> _WORK TO BE COMPLETED_: Say how many lines in the records hold the word "played", and give nothing but that number.
**** PROVIDED DATA
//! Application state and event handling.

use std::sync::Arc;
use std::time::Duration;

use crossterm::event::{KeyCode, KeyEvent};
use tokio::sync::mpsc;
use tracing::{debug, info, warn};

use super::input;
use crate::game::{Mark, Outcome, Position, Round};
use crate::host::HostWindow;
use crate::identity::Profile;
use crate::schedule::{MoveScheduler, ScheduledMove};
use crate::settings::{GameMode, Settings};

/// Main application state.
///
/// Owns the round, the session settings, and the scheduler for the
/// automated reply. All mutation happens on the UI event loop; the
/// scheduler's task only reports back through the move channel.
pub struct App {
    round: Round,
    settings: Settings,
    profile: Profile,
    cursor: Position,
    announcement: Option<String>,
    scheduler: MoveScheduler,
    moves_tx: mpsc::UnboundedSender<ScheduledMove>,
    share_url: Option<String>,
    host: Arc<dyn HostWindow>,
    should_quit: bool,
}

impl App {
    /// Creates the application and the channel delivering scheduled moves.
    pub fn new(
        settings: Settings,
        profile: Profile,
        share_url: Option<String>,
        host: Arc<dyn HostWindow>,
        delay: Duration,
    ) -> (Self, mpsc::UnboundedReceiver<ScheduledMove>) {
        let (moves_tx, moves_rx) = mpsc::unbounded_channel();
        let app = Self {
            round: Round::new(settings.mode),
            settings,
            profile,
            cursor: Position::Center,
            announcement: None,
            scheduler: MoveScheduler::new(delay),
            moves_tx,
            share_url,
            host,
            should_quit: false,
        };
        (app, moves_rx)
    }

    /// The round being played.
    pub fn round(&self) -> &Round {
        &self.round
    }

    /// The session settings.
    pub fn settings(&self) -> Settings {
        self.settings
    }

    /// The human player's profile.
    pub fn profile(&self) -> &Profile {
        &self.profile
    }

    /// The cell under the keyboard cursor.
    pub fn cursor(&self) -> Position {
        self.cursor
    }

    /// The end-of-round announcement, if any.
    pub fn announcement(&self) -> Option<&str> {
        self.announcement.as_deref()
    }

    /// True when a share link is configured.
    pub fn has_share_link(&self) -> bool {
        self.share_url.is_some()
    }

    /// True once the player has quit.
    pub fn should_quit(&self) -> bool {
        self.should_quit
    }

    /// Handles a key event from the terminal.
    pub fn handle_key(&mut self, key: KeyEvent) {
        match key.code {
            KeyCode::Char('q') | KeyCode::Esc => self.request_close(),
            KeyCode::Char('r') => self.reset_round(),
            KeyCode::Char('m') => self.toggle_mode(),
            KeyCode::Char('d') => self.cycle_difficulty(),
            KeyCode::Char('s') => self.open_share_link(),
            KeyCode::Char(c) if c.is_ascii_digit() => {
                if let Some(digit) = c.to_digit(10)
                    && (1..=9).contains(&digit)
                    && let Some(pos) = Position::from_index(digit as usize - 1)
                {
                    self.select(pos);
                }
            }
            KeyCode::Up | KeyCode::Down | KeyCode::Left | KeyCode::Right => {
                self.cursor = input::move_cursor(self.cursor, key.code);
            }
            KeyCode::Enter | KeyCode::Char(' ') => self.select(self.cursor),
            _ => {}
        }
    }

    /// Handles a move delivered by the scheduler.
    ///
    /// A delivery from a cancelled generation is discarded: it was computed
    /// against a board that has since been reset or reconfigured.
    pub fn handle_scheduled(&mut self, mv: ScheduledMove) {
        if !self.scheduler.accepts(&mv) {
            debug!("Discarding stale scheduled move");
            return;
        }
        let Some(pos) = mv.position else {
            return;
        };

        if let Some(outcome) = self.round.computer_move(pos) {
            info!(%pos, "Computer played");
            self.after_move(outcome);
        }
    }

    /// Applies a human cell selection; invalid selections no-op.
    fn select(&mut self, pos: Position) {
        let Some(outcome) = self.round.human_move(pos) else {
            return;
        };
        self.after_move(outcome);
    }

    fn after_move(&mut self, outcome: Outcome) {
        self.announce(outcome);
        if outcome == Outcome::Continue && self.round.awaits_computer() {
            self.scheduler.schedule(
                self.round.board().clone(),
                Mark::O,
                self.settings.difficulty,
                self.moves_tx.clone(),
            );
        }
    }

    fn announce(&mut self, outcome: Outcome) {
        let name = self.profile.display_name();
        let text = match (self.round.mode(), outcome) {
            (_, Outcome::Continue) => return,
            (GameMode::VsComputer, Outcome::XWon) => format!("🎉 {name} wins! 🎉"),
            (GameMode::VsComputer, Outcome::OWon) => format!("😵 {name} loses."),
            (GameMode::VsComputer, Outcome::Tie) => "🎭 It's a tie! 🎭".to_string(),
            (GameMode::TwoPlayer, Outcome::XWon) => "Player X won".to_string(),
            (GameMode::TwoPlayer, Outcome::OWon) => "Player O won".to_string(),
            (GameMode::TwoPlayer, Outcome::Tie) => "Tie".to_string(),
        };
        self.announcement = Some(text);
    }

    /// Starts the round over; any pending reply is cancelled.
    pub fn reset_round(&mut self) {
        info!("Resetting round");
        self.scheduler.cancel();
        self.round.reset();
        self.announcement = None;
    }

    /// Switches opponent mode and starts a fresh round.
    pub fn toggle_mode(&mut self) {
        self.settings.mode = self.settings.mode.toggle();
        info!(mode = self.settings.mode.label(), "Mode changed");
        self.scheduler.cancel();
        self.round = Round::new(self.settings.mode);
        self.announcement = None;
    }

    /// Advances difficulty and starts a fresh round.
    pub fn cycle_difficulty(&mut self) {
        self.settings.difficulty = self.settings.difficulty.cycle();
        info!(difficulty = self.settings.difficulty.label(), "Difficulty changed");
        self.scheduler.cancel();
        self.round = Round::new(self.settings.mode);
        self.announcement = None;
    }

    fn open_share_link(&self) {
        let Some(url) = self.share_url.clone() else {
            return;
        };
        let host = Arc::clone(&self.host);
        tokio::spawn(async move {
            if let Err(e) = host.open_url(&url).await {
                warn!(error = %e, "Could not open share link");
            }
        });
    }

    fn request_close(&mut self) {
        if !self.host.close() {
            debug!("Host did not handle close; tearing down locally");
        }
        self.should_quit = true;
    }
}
********
**** PROVIDED DATA
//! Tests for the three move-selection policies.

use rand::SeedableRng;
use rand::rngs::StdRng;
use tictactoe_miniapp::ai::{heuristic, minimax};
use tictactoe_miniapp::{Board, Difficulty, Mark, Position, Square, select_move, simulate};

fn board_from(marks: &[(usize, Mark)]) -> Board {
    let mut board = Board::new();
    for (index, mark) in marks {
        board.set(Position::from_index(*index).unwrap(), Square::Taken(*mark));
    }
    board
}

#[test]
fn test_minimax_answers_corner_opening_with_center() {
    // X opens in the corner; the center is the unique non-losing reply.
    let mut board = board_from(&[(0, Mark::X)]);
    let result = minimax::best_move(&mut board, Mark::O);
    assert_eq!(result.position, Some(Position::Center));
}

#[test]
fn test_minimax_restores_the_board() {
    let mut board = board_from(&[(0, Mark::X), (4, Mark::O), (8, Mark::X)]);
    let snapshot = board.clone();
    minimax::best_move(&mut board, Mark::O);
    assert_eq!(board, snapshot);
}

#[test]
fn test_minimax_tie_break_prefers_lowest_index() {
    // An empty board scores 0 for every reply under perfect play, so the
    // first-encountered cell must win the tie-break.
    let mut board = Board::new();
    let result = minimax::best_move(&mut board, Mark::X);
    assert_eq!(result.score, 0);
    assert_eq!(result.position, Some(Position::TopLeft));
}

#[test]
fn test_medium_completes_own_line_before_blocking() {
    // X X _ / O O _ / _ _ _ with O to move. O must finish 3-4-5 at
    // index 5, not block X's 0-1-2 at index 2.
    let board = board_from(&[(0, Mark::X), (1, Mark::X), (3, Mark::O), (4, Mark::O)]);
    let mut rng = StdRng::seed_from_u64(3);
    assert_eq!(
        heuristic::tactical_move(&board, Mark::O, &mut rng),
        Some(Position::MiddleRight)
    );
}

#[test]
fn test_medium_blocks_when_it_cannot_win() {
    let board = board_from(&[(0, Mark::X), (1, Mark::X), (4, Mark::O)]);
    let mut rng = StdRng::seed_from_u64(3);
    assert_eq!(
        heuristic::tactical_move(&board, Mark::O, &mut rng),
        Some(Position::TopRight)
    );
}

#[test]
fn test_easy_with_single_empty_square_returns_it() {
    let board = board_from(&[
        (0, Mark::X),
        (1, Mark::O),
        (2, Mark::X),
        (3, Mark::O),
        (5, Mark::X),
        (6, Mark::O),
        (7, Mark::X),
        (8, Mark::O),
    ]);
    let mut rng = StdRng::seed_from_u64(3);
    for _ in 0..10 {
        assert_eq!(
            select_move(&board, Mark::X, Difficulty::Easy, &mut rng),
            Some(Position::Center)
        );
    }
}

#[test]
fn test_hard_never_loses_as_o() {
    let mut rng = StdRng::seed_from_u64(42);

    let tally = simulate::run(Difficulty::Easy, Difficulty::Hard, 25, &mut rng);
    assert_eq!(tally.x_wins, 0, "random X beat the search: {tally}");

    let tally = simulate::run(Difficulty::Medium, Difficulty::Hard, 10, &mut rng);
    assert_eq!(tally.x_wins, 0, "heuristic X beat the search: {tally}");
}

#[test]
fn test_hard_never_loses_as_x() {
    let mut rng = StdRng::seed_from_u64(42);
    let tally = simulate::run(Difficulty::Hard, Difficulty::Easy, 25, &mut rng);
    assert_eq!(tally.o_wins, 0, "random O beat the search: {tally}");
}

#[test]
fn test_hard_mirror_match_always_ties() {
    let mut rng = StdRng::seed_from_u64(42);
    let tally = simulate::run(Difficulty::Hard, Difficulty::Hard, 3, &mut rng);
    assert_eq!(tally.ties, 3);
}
********
**** PROVIDED DATA
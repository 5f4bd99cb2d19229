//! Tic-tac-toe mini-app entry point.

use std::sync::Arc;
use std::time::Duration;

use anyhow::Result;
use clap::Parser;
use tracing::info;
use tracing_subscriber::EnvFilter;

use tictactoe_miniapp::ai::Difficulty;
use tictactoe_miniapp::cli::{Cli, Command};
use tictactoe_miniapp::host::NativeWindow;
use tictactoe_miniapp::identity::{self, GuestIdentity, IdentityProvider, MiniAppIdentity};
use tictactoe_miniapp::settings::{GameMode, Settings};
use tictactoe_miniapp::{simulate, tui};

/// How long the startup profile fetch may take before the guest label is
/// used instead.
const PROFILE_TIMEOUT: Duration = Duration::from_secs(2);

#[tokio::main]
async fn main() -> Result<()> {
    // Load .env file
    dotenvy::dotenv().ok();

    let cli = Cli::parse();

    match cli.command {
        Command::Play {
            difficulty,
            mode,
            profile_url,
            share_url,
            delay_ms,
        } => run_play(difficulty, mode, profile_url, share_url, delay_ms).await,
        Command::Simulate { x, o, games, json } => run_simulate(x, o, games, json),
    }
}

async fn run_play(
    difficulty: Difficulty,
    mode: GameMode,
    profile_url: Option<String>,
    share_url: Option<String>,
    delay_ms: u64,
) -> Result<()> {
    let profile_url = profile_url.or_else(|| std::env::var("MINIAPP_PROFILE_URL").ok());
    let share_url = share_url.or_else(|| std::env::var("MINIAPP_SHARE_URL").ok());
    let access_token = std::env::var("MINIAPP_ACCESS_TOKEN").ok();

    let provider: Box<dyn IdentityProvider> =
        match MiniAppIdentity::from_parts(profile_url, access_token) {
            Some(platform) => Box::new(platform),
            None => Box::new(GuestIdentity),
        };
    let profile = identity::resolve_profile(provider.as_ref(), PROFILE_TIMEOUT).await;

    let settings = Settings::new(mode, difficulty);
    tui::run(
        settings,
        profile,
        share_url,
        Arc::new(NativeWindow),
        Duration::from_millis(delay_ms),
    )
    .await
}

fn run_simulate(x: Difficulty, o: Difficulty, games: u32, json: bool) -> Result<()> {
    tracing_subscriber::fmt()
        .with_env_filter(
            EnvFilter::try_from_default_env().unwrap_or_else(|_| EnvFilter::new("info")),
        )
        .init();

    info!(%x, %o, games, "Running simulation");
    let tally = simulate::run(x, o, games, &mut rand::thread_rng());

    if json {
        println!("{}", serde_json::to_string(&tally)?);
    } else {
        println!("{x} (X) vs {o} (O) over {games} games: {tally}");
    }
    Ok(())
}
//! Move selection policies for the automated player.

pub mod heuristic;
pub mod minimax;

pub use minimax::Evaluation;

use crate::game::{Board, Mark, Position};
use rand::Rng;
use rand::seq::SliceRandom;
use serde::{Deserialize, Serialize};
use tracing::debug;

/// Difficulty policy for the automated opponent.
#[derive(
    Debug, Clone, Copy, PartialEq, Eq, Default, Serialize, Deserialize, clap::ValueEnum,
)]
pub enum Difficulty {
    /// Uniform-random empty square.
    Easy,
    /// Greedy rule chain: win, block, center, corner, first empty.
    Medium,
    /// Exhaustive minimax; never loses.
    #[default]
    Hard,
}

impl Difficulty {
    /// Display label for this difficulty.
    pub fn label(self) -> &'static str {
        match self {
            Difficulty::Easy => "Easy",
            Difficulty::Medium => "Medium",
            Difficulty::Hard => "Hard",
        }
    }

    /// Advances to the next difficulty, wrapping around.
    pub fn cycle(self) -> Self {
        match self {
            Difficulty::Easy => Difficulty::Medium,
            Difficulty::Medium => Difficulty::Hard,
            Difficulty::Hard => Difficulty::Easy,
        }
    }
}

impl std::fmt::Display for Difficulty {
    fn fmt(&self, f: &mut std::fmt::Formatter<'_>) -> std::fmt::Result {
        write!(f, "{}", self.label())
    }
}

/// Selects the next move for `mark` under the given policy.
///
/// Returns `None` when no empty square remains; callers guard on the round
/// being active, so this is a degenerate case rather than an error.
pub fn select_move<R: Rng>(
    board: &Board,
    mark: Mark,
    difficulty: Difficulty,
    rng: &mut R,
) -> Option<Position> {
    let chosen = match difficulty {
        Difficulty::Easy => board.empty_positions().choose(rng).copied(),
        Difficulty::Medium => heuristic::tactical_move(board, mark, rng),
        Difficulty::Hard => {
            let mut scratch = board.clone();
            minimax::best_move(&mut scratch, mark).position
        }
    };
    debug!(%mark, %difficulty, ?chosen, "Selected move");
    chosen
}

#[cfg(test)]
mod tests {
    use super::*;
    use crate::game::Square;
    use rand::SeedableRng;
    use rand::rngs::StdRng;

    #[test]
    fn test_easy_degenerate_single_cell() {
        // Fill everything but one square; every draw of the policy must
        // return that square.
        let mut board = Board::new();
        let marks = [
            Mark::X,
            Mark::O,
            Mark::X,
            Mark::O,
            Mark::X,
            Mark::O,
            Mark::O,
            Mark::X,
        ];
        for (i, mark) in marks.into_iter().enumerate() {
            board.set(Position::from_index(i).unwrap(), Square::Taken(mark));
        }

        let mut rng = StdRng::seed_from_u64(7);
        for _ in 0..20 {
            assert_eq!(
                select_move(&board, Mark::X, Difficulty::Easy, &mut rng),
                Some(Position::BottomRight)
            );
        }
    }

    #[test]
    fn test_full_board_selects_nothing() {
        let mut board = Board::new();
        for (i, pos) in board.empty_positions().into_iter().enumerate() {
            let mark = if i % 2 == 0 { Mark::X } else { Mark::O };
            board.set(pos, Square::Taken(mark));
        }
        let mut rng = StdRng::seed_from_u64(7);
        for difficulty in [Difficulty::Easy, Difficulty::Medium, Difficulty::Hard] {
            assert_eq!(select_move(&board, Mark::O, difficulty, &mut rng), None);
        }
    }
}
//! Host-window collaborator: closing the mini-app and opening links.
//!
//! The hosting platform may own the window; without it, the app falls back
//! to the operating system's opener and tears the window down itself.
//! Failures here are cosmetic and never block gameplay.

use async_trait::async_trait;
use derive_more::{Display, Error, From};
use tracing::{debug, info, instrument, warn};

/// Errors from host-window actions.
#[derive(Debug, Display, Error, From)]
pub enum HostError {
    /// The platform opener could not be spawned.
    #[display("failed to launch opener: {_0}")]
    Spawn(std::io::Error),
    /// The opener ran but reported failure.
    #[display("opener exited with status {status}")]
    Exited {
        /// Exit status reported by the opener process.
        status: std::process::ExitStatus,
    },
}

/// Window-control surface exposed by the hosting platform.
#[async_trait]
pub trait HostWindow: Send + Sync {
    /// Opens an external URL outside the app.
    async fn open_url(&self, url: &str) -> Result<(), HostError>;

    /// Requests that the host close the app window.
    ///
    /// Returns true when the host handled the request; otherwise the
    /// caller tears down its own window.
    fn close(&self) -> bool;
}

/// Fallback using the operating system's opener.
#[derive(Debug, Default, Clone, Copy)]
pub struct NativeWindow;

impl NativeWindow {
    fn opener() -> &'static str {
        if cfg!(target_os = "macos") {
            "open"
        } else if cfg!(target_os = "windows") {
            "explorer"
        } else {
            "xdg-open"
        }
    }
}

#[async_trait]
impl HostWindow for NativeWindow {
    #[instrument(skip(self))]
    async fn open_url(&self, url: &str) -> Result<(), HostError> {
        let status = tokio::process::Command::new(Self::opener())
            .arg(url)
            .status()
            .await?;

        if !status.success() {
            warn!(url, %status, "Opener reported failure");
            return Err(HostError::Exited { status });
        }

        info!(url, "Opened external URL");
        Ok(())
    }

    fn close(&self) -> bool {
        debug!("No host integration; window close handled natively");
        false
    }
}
********
> _RESULT OF THE TASK_: 2